At the beginning of the 35th Anniversary Direct, a limited edition Game & Watch system was announced called Game & Watch: Super Mario Bros., with the release date of November 13. The handheld itself is based on a modified Widescreen Game & Watch handheld, modified with a d-pad and a full-color LCD screen. The system was compiled with three games; Super Mario Bros., Super Mario Bros.: The Lost Levels and a modified version of the Game & Watch title Ball that replaced Mr. Game & Watch with Mario. The handheld also contains a built-in clock. In addition, the announcement stated that the system contained 35 easter eggs, in reference to the anniversary. Nintendo went on to state that the Game & Watch: Super Mario Bros. handheld would be one of the anniversary games to be discontinued after March 31, 2021. Critical feedback for the Game & Watch was positive, revering the device for its presentation, secrets to find, as well as the clock feature. However, the handheld was criticised for the button designs, tiny screen and the lack of more games in the compilation.
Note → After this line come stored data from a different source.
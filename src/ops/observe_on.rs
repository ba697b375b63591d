//! Moves terminal delivery onto a scheduler.
//!
//! The upstream signal is parked in a take-once slot and a delivery task is
//! installed in the task cell. The task and dispose both go through the
//! downstream slot, so delivery happens at most once and never after
//! dispose.

use std::sync::Arc;

use crate::{
  cell::OnceSlot,
  maybe::MaybeSource,
  notification::Notification,
  observer::MaybeObserver,
  scheduler::Scheduler,
  subscription::{BoxedSubscription, Subscription, SubscriptionCell},
};

pub struct ObserveOn<S, Sch> {
  source: S,
  scheduler: Sch,
}

impl<S, Sch> ObserveOn<S, Sch> {
  pub(crate) fn new(source: S, scheduler: Sch) -> Self { Self { source, scheduler } }
}

impl<S, Sch> MaybeSource for ObserveOn<S, Sch>
where
  S: MaybeSource,
  Sch: Scheduler,
{
  type Item = S::Item;
  type Err = S::Err;

  fn actual_subscribe<O>(&self, mut observer: O)
  where
    O: MaybeObserver<Self::Item, Self::Err>,
  {
    let state = Arc::new(ObserveOnState {
      downstream: OnceSlot::empty(),
      value: OnceSlot::empty(),
      upstream: SubscriptionCell::new(),
      task: SubscriptionCell::new(),
    });
    observer.on_subscribe(state.clone());
    if state.downstream.put(observer).is_err() {
      return;
    }
    self
      .source
      .actual_subscribe(ObserveOnObserver { state, scheduler: self.scheduler.clone() });
  }
}

struct ObserveOnState<O, Item, Err> {
  downstream: OnceSlot<O>,
  value: OnceSlot<Notification<Item, Err>>,
  upstream: SubscriptionCell,
  task: SubscriptionCell,
}

impl<O, Item, Err> ObserveOnState<O, Item, Err>
where
  O: MaybeObserver<Item, Err>,
{
  fn drain(&self) {
    if let Some(observer) = self.downstream.take() {
      if let Some(notification) = self.value.take() {
        notification.deliver(observer);
      }
    }
  }
}

impl<O: Send, Item: Send, Err: Send> Subscription for ObserveOnState<O, Item, Err> {
  fn unsubscribe(&self) {
    drop(self.downstream.take());
    drop(self.value.take());
    self.upstream.unsubscribe();
    self.task.unsubscribe();
  }

  fn is_closed(&self) -> bool { self.downstream.is_closed() }
}

pub struct ObserveOnObserver<O, Item, Err, Sch> {
  state: Arc<ObserveOnState<O, Item, Err>>,
  scheduler: Sch,
}

impl<O, Item, Err, Sch> ObserveOnObserver<O, Item, Err, Sch>
where
  O: MaybeObserver<Item, Err>,
  Item: Send + 'static,
  Err: Send + 'static,
  Sch: Scheduler,
{
  fn capture(self, notification: Notification<Item, Err>) {
    if self.state.value.put(notification).is_err() {
      return;
    }
    let state = self.state.clone();
    let handle = self.scheduler.schedule(Box::new(move || state.drain()), None);
    self.state.task.try_set(Arc::new(handle));
  }
}

impl<O, Item, Err, Sch> MaybeObserver<Item, Err> for ObserveOnObserver<O, Item, Err, Sch>
where
  O: MaybeObserver<Item, Err>,
  Item: Send + 'static,
  Err: Send + 'static,
  Sch: Scheduler,
{
  fn on_subscribe(&mut self, subscription: BoxedSubscription) {
    self.state.upstream.try_set(subscription);
  }

  fn on_success(self, value: Item) { self.capture(Notification::Success(value)) }

  fn on_complete(self) { self.capture(Notification::Complete) }

  fn on_error(self, err: Err) { self.capture(Notification::Error(err)) }
}

#[cfg(test)]
mod tests {
  use std::{
    sync::{mpsc::channel, Mutex},
    thread,
  };

  use crate::{
    prelude::*,
    test_util::{Event, TestObserver},
  };

  #[rxsingle_macro::test]
  fn delivery_waits_for_the_scheduler() {
    TestScheduler::init();
    let spy = TestObserver::<i32, &str>::new();
    single::just::<_, &str>(5).observe_on(TestScheduler).subscribe_with(spy.clone());
    assert!(spy.is_empty());
    TestScheduler::flush();
    assert_eq!(spy.events(), vec![Event::Success(5)]);
  }

  #[rxsingle_macro::test]
  fn dispose_before_the_task_runs() {
    TestScheduler::init();
    let spy = TestObserver::<i32, &str>::new();
    maybe::just::<_, &str>(5).observe_on(TestScheduler).subscribe_with(spy.clone());
    spy.dispose();
    TestScheduler::flush();
    assert!(spy.is_empty());
  }

  #[rxsingle_macro::test]
  fn delivers_on_the_scheduler_thread() {
    let (tx, rx) = channel();
    let tx = Mutex::new(tx);
    let caller = thread::current().id();
    completable::complete::<()>()
      .observe_on(NewThreadScheduler)
      .subscribe(move || tx.lock().unwrap().send(thread::current().id()).unwrap(), |_| {});
    assert_ne!(rx.recv().unwrap(), caller);
  }
}
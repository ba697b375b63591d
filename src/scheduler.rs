//! Scheduler abstraction consumed by every time- or thread-hopping operator.
//!
//! The crate owns no event loop. Operators hand a [`Task`] to a [`Scheduler`]
//! together with an optional delay and get back a [`TaskHandle`], which is a
//! [`Subscription`] that cancels the task if it has not started yet.
//!
//! Provided schedulers:
//!
//! | Scheduler | Runs tasks on |
//! |-----------|---------------|
//! | [`TestScheduler`] | the test thread, under virtual time |
//! | [`NewThreadScheduler`] | a fresh OS thread per task |
//! | `ThreadPoolScheduler` | a `futures` thread pool (feature `futures-scheduler`) |
//! | `TokioScheduler` | a tokio runtime (feature `tokio-scheduler`) |

use std::sync::{
  atomic::{AtomicBool, Ordering},
  Arc,
};

pub use std::time::{Duration, Instant};

use tracing::trace;

use crate::subscription::Subscription;

pub mod test_scheduler;
mod thread_scheduler;
#[cfg(feature = "futures-scheduler")]
mod thread_pool_scheduler;
#[cfg(feature = "tokio-scheduler")]
mod tokio_scheduler;

pub use test_scheduler::TestScheduler;
pub use thread_scheduler::NewThreadScheduler;
#[cfg(feature = "futures-scheduler")]
pub use thread_pool_scheduler::ThreadPoolScheduler;
#[cfg(feature = "tokio-scheduler")]
pub use tokio_scheduler::TokioScheduler;

/// A unit of work handed to a scheduler.
pub type Task = Box<dyn FnOnce() + Send + 'static>;

/// Executes tasks now or after a delay on some execution context.
pub trait Scheduler: Clone + Send + Sync + 'static {
  /// Schedules `task` to run once, after `delay` if one is given.
  fn schedule(&self, task: Task, delay: Option<Duration>) -> TaskHandle;
}

// ==================== TaskHandle ====================

#[derive(Debug, Default)]
struct TaskFlags {
  cancelled: AtomicBool,
  finished: AtomicBool,
}

/// Cancellation handle of a scheduled task.
///
/// Unsubscribing before the task starts prevents it from running. A task that
/// already started runs to completion; operators make such late runs
/// unobservable on their side.
#[derive(Debug, Clone, Default)]
pub struct TaskHandle(Arc<TaskFlags>);

impl TaskHandle {
  pub fn new() -> Self { Self::default() }

  /// A handle for work that already happened.
  pub fn finished() -> Self {
    let handle = Self::new();
    handle.mark_finished();
    handle
  }

  pub fn mark_finished(&self) { self.0.finished.store(true, Ordering::Release); }

  pub fn is_finished(&self) -> bool { self.0.finished.load(Ordering::Acquire) }

  pub fn is_cancelled(&self) -> bool { self.0.cancelled.load(Ordering::Acquire) }

  /// Runs `task` unless the handle was cancelled, then marks it finished.
  ///
  /// Scheduler implementations call this from whatever context they run on.
  pub fn execute(&self, task: Task) {
    if self.is_cancelled() {
      trace!("skipping cancelled task");
    } else {
      task();
    }
    self.mark_finished();
  }
}

impl Subscription for TaskHandle {
  fn unsubscribe(&self) { self.0.cancelled.store(true, Ordering::Release); }

  fn is_closed(&self) -> bool { self.is_cancelled() || self.is_finished() }
}

#[cfg(test)]
mod tests {
  use std::sync::atomic::AtomicUsize;

  use super::*;

  #[rxsingle_macro::test]
  fn cancelled_task_is_skipped() {
    let runs = Arc::new(AtomicUsize::new(0));
    let handle = TaskHandle::new();
    handle.unsubscribe();
    let c_runs = runs.clone();
    handle.execute(Box::new(move || {
      c_runs.fetch_add(1, Ordering::SeqCst);
    }));
    assert_eq!(runs.load(Ordering::SeqCst), 0);
    assert!(handle.is_finished());
  }

  #[rxsingle_macro::test]
  fn finished_handle_is_closed() {
    let handle = TaskHandle::finished();
    assert!(handle.is_closed());
    assert!(!handle.is_cancelled());
  }
}
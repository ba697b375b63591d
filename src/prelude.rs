//! Prelude module for convenient imports
//!
//! This module re-exports commonly used types and traits for easy access.

// Contract modules, so factories read as `single::just(..)`
pub use crate::{completable, maybe, observable, single};
// Core traits
pub use crate::{
  completable::{CompletableExt, CompletableSource},
  maybe::{MaybeExt, MaybeSource},
  observable::{ObservableExt, ObservableSource},
  single::{SingleExt, SingleSource},
};
// Observer traits
pub use crate::observer::{
  BoxedCompletableObserver, BoxedMaybeObserver, BoxedObserver, BoxedSingleObserver,
  CompletableObserver, MaybeObserver, Observer, SingleObserver,
};
// Boxed sources
pub use crate::ops::box_it::{BoxedCompletable, BoxedMaybe, BoxedObservable, BoxedSingle};
// Emitters
pub use crate::{
  emitter::{CompletableEmitter, MaybeEmitter, SingleEmitter},
  observable::ObservableEmitter,
};
// Errors and retry
pub use crate::{
  error::{CompositeError, NoSuchElementError, TimeoutError},
  notification::Notification,
  ops::{
    order_by::OrderBy,
    retry::{RetryConfig, RetryPolicy},
    timeout::TimeoutFailure,
  },
};
// Schedulers
pub use crate::scheduler::{
  Duration, Instant, NewThreadScheduler, Scheduler, Task, TaskHandle, TestScheduler,
};
#[cfg(feature = "futures-scheduler")]
pub use crate::scheduler::ThreadPoolScheduler;
#[cfg(feature = "tokio-scheduler")]
pub use crate::scheduler::TokioScheduler;
// Subjects
pub use crate::subject::{CompletableSubject, MaybeSubject, PublishSubject, SingleSubject};
// Subscription
pub use crate::subscription::{
  disposed, BooleanSubscription, BoxedSubscription, FnSubscription, Subscription,
  SubscriptionCell, SubscriptionList,
};
impl<S, H> RetryWhen<S, H> {
  pub(crate) fn new(source: S, handler: H) -> Self {
    Self { source: Arc::new(source), handler: Arc::new(handler) }
  }
}

impl<S, H, N> MaybeSource for RetryWhen<S, H>
where
  S: MaybeSource,
  S::Err: Clone,
  H: Fn(PublishSubject<S::Err, S::Err>) -> N + Send + Sync + 'static,
  N: ObservableSource<Err = S::Err>,
{
  type Item = S::Item;
  type Err = S::Err;

  fn actual_subscribe<O>(&self, mut observer: O)
  where
    O: MaybeObserver<Self::Item, Self::Err>,
  {
    let errors = PublishSubject::new();
    let state = Arc::new_cyclic(|this| WhenState {
      this: this.clone(),
      source: self.source.clone(),
      errors: errors.clone(),
      downstream: OnceSlot::empty(),
      upstream: SubscriptionCell::new(),
      notifier: SubscriptionCell::new(),
      control: Mutex::new(Control { failures: VecDeque::new(), active: false, wanted: true }),
      attempts: AtomicUsize::new(0),
      wip: AtomicUsize::new(0),
    });
    observer.on_subscribe(state.clone());
    if state.downstream.put(observer).is_err() {
      return;
    }
    (self.handler)(errors).actual_subscribe(NotifierObserver { state: state.clone() });
    state.drain();
  }
}

/// Shared between the signal handlers and the drain loop.
struct Control<Err> {
  /// Failures not yet handed to the handler's subject.
  failures: VecDeque<Err>,
  /// An attempt is subscribed and has not failed yet.
  active: bool,
  /// The notifier asked for another attempt.
  wanted: bool,
}

enum Step<Err> {
  Feed(Err),
  Subscribe,
  Idle,
}

struct WhenState<S: MaybeSource, O> {
  this: Weak<Self>,
  source: Arc<S>,
  errors: PublishSubject<S::Err, S::Err>,
  downstream: OnceSlot<O>,
  upstream: SubscriptionCell,
  notifier: SubscriptionCell,
  control: Mutex<Control<S::Err>>,
  attempts: AtomicUsize,
  wip: AtomicUsize,
}

impl<S, O> WhenState<S, O>
where
  S: MaybeSource,
  S::Err: Clone,
  O: MaybeObserver<S::Item, S::Err>,
{
  /// Only the drain owner feeds the subject or subscribes the source, so
  /// the subject never sees re-entrant emissions.
  fn drain(&self) {
    if self.wip.fetch_add(1, Ordering::AcqRel) != 0 {
      return;
    }
    let mut missed = 1;
    loop {
      loop {
        match self.next_step() {
          Step::Feed(err) => self.errors.on_next(err),
          Step::Subscribe => {
            let attempt = self.attempts.fetch_add(1, Ordering::AcqRel);
            if attempt > 0 {
              debug!(attempt, "retry_when resubscribing");
            }
            if let Some(state) = self.this.upgrade() {
              self.source.actual_subscribe(WhenObserver { state });
            }
          }
          Step::Idle => break,
        }
      }
      missed = self.wip.fetch_sub(missed, Ordering::AcqRel) - missed;
      if missed == 0 {
        break;
      }
    }
  }

  fn next_step(&self) -> Step<S::Err> {
    let mut control = self.control.lock().unwrap();
    if self.downstream.is_closed() {
      control.failures.clear();
      return Step::Idle;
    }
    if let Some(err) = control.failures.pop_front() {
      return Step::Feed(err);
    }
    if control.wanted && !control.active {
      control.wanted = false;
      control.active = true;
      return Step::Subscribe;
    }
    Step::Idle
  }

  fn fail(&self, err: S::Err) {
    {
      let mut control = self.control.lock().unwrap();
      control.active = false;
      control.failures.push_back(err);
    }
    self.drain();
  }

  fn want_next(&self) {
    self.control.lock().unwrap().wanted = true;
    self.drain();
  }
}

impl<S: MaybeSource, O: Send> Subscription for WhenState<S, O> {
  fn unsubscribe(&self) {
    drop(self.downstream.take());
    self.upstream.unsubscribe();
    self.notifier.unsubscribe();
  }

  fn is_closed(&self) -> bool { self.downstream.is_closed() }
}

pub struct WhenObserver<S: MaybeSource, O> {
  state: Arc<WhenState<S, O>>,
}

impl<S, O> WhenObserver<S, O>
where
  S: MaybeSource,
{
  fn finish(&self) -> Option<O> {
    let observer = self.state.downstream.take()?;
    self.state.notifier.unsubscribe();
    Some(observer)
  }
}

impl<S, O> MaybeObserver<S::Item, S::Err> for WhenObserver<S, O>
where
  S: MaybeSource,
  S::Err: Clone,
  O: MaybeObserver<S::Item, S::Err>,
{
  fn on_subscribe(&mut self, subscription: BoxedSubscription) {
    self.state.upstream.replace(subscription);
  }

  fn on_success(self, value: S::Item) {
    if let Some(observer) = self.finish() {
      observer.on_success(value);
    }
  }

  fn on_complete(self) {
    if let Some(observer) = self.finish() {
      observer.on_complete();
    }
  }

  fn on_error(self, err: S::Err) { self.state.fail(err) }
}

pub struct NotifierObserver<S: MaybeSource, O> {
  state: Arc<WhenState<S, O>>,
}

impl<S, O> NotifierObserver<S, O>
where
  S: MaybeSource,
{
  fn finish(&self) -> Option<O> {
    let observer = self.state.downstream.take()?;
    self.state.upstream.unsubscribe();
    Some(observer)
  }
}

impl<S, O, T> Observer<T, S::Err> for NotifierObserver<S, O>
where
  S: MaybeSource,
  S::Err: Clone,
  O: MaybeObserver<S::Item, S::Err>,
{
  fn on_subscribe(&mut self, subscription: BoxedSubscription) {
    self.state.notifier.try_set(subscription);
  }

  fn on_next(&mut self, _: T) { self.state.want_next() }

  fn on_complete(self) {
    if let Some(observer) = self.finish() {
      observer.on_complete();
    }
  }

  fn on_error(self, err: S::Err) {
    if let Some(observer) = self.finish() {
      observer.on_error(err);
    }
  }
}

#[cfg(test)]
mod tests {
  use std::sync::{
    atomic::{AtomicUsize, Ordering},
    Arc,
  };

  use super::*;
  use crate::{
    prelude::*,
    test_util::{Event, Failure, TestObserver},
  };

  /// A single that fails `failures` times before it succeeds with the
  /// attempt number.
  fn flaky(failures: usize) -> (impl SingleSource<Item = usize, Err = Failure>, Arc<AtomicUsize>) {
    let runs = Arc::new(AtomicUsize::new(0));
    let c_runs = runs.clone();
    let source = single::defer(move || {
      let run = c_runs.fetch_add(1, Ordering::SeqCst) + 1;
      if run <= failures {
        single::error(Failure::Upstream("flaky")).box_it()
      } else {
        single::just(run).box_it()
      }
    });
    (source, runs)
  }

  #[rxsingle_macro::test]
  fn count_policy_gives_up() {
    let (source, runs) = flaky(usize::MAX);
    let spy = TestObserver::<usize, Failure>::new();
    source.retry(2).subscribe_with(spy.clone());
    assert_eq!(spy.events(), vec![Event::Error(Failure::Upstream("flaky"))]);
    assert_eq!(runs.load(Ordering::SeqCst), 3);
  }

  #[rxsingle_macro::test]
  fn success_after_failures() {
    let (source, _) = flaky(2);
    let spy = TestObserver::<usize, Failure>::new();
    source.retry(5).subscribe_with(spy.clone());
    assert_eq!(spy.events(), vec![Event::Success(3)]);
  }

  #[rxsingle_macro::test]
  fn closure_policy_sees_the_error() {
    let (source, runs) = flaky(usize::MAX);
    let spy = TestObserver::<usize, Failure>::new();
    source
      .retry(|err: &Failure, attempt: usize| *err == Failure::Upstream("flaky") && attempt < 4)
      .subscribe_with(spy.clone());
    assert_eq!(runs.load(Ordering::SeqCst), 4);
    assert_eq!(spy.terminal_count(), 1);
  }

  #[rxsingle_macro::test]
  fn config_filters_errors() {
    let spy = TestObserver::<(), Failure>::new();
    let runs = Arc::new(AtomicUsize::new(0));
    let c_runs = runs.clone();
    completable::defer(move || {
      c_runs.fetch_add(1, Ordering::SeqCst);
      completable::error(Failure::Upstream("fatal"))
    })
    .retry(RetryConfig::new().count(10).when(|e: &Failure| *e != Failure::Upstream("fatal")))
    .subscribe_with(spy.clone());
    assert_eq!(spy.events(), vec![Event::Error(Failure::Upstream("fatal"))]);
    assert_eq!(runs.load(Ordering::SeqCst), 1);
  }

  #[rxsingle_macro::test]
  fn synchronous_failures_do_not_grow_the_stack() {
    let (source, runs) = flaky(50_000);
    let spy = TestObserver::<usize, Failure>::new();
    source.retry(usize::MAX).subscribe_with(spy.clone());
    assert_eq!(spy.events(), vec![Event::Success(50_001)]);
    assert_eq!(runs.load(Ordering::SeqCst), 50_001);
  }

  #[rxsingle_macro::test]
  fn dispose_stops_retrying() {
    let subject = MaybeSubject::<i32, &str>::new();
    let spy = TestObserver::<i32, &str>::new();
    subject.clone().retry(usize::MAX).subscribe_with(spy.clone());
    spy.dispose();
    assert!(!subject.has_observers());
    assert!(spy.is_empty());
  }

  #[rxsingle_macro::test]
  fn retry_when_resubscribes_per_notifier_item() {
    let (source, runs) = flaky(2);
    let spy = TestObserver::<usize, Failure>::new();
    source.retry_when(|errors| errors).subscribe_with(spy.clone());
    assert_eq!(spy.events(), vec![Event::Success(3)]);
    assert_eq!(runs.load(Ordering::SeqCst), 3);
  }

  #[rxsingle_macro::test]
  fn retry_when_notifier_completion_has_no_element() {
    let (source, runs) = flaky(usize::MAX);
    let spy = TestObserver::<usize, Failure>::new();
    source.retry_when(|errors| errors.take(2)).subscribe_with(spy.clone());
    assert_eq!(spy.events(), vec![Event::Error(Failure::Missing)]);
    // The second item and the completion arrive together, so the completion
    // ends the loop before the third attempt starts.
    assert_eq!(runs.load(Ordering::SeqCst), 2);
  }

  #[rxsingle_macro::test]
  fn retry_when_notifier_error_is_forwarded() {
    let spy = TestObserver::<i32, &str>::new();
    maybe::error::<i32, _>("first")
      .retry_when(|errors| errors.try_map(|e: &str| Err::<(), _>(e)))
      .subscribe_with(spy.clone());
    assert_eq!(spy.events(), vec![Event::Error("first")]);
  }

  #[rxsingle_macro::test]
  fn retry_when_waits_for_the_notifier() {
    let trigger = PublishSubject::<(), Failure>::new();
    let c_trigger = trigger.clone();
    let (source, runs) = flaky(1);
    let spy = TestObserver::<usize, Failure>::new();
    source.retry_when(move |_| c_trigger.clone()).subscribe_with(spy.clone());
    assert_eq!(runs.load(Ordering::SeqCst), 1);
    assert!(spy.is_empty());
    trigger.on_next(());
    assert_eq!(spy.events(), vec![Event::Success(2)]);
    assert!(!trigger.has_observers());
  }

  #[rxsingle_macro::test]
  fn retry_when_dispose_cancels_the_notifier() {
    let notifier = PublishSubject::<(), &str>::new();
    let c_notifier = notifier.clone();
    let subject = MaybeSubject::<i32, &str>::new();
    let spy = TestObserver::<i32, &str>::new();
    subject.clone().retry_when(move |_| c_notifier.clone()).subscribe_with(spy.clone());
    assert!(notifier.has_observers());
    spy.dispose();
    assert!(!notifier.has_observers());
    assert!(!subject.has_observers());
  }
}
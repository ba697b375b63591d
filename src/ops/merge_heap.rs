//! Binary min-heap driven by a fallible comparator.
//!
//! `std::collections::BinaryHeap` needs a total, infallible `Ord`; the
//! ordering engine compares with user callbacks that may fail, so it keeps
//! its own heap. Entries are `(insertion_index, value)` and ties on the
//! comparator fall back to the index, which makes the pop order stable.

use std::cmp::Ordering;

pub(crate) struct MergeHeap<T> {
  entries: Vec<(u64, T)>,
}

impl<T> MergeHeap<T> {
  /// Builds the heap bottom-up in O(n).
  pub(crate) fn heapify<C, Err>(entries: Vec<(u64, T)>, compare: &C) -> Result<Self, Err>
  where
    C: Fn(&T, &T) -> Result<Ordering, Err> + ?Sized,
  {
    let mut heap = Self { entries };
    for i in (0..heap.entries.len() / 2).rev() {
      heap.sift_down(i, compare)?;
    }
    Ok(heap)
  }

  /// Removes the minimum. The heap is restored before returning, so a
  /// comparator failure surfaces here rather than on the next pop.
  pub(crate) fn pop<C, Err>(&mut self, compare: &C) -> Result<Option<T>, Err>
  where
    C: Fn(&T, &T) -> Result<Ordering, Err> + ?Sized,
  {
    if self.entries.is_empty() {
      return Ok(None);
    }
    let last = self.entries.len() - 1;
    self.entries.swap(0, last);
    let min = self.entries.pop().map(|(_, value)| value);
    if !self.entries.is_empty() {
      self.sift_down(0, compare)?;
    }
    Ok(min)
  }

  pub(crate) fn len(&self) -> usize { self.entries.len() }

  fn less<C, Err>(a: &(u64, T), b: &(u64, T), compare: &C) -> Result<bool, Err>
  where
    C: Fn(&T, &T) -> Result<Ordering, Err> + ?Sized,
  {
    Ok(match compare(&a.1, &b.1)? {
      Ordering::Equal => a.0 < b.0,
      ord => ord == Ordering::Less,
    })
  }

  fn sift_down<C, Err>(&mut self, mut i: usize, compare: &C) -> Result<(), Err>
  where
    C: Fn(&T, &T) -> Result<Ordering, Err> + ?Sized,
  {
    let len = self.entries.len();
    loop {
      let left = 2 * i + 1;
      if left >= len {
        return Ok(());
      }
      let right = left + 1;
      let mut smallest = i;
      if Self::less(&self.entries[left], &self.entries[smallest], compare)? {
        smallest = left;
      }
      if right < len && Self::less(&self.entries[right], &self.entries[smallest], compare)? {
        smallest = right;
      }
      if smallest == i {
        return Ok(());
      }
      self.entries.swap(i, smallest);
      i = smallest;
    }
  }
}

#[cfg(test)]
mod tests {
  use super::*;

  fn natural(a: &i32, b: &i32) -> Result<Ordering, ()> { Ok(a.cmp(b)) }

  fn drain(mut heap: MergeHeap<i32>) -> Vec<i32> {
    let mut out = Vec::new();
    while let Ok(Some(v)) = heap.pop(&natural) {
      out.push(v);
    }
    out
  }

  #[rxsingle_macro::test]
  fn pops_in_ascending_order() {
    let input = vec![5, 3, 9, 1, 1, 7, 0, 4];
    let entries = input.into_iter().enumerate().map(|(i, v)| (i as u64, v)).collect();
    let heap = MergeHeap::heapify(entries, &natural).unwrap();
    assert_eq!(heap.len(), 8);
    assert_eq!(drain(heap), vec![0, 1, 1, 3, 4, 5, 7, 9]);
  }

  #[rxsingle_macro::test]
  fn ties_pop_by_insertion_index() {
    let by_tens = |a: &(i32, char), b: &(i32, char)| -> Result<Ordering, ()> {
      Ok((a.0 / 10).cmp(&(b.0 / 10)))
    };
    let input = vec![(15, 'a'), (3, 'b'), (11, 'c'), (7, 'd'), (19, 'e')];
    let entries = input.into_iter().enumerate().map(|(i, v)| (i as u64, v)).collect();
    let mut heap = MergeHeap::heapify(entries, &by_tens).unwrap();
    let mut out = Vec::new();
    while let Ok(Some((_, tag))) = heap.pop(&by_tens) {
      out.push(tag);
    }
    assert_eq!(out, vec!['b', 'd', 'a', 'c', 'e']);
  }

  #[rxsingle_macro::test]
  fn heapify_reports_the_comparator_error() {
    let failing = |_: &i32, _: &i32| -> Result<Ordering, &str> { Err("cmp") };
    let entries = vec![(0, 2), (1, 1)];
    assert_eq!(MergeHeap::heapify(entries, &failing).err(), Some("cmp"));
  }

  #[rxsingle_macro::test]
  fn empty_heap_pops_nothing() {
    let mut heap = MergeHeap::heapify(Vec::new(), &natural).unwrap();
    assert_eq!(heap.pop(&natural), Ok(None));
  }
}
==== Super Mario 3D World + Bowser's Fury====

A port for the Wii U title Super Mario 3D World were part of the initial anniversary rumor reports in March 2020. The game was announced in the anniversary direct as Super Mario 3D World + Bowser's Fury on September 3, with a release date of February 12, 2021. A second trailer was later released in January 2021 which expanded upon details within the port. The game features an enhanced version of Super Mario 3D World, compliments with updated graphics and features. The port also comes packaged with a new story campaign called Bowser's Fury, which changes from the gameplay from 3D World to an open world platformer. Alongside the release of the game, two new amiibo based on Cat Mario and Cat Peach were released separately. These amiibo can be used in game to grant the player power-ups.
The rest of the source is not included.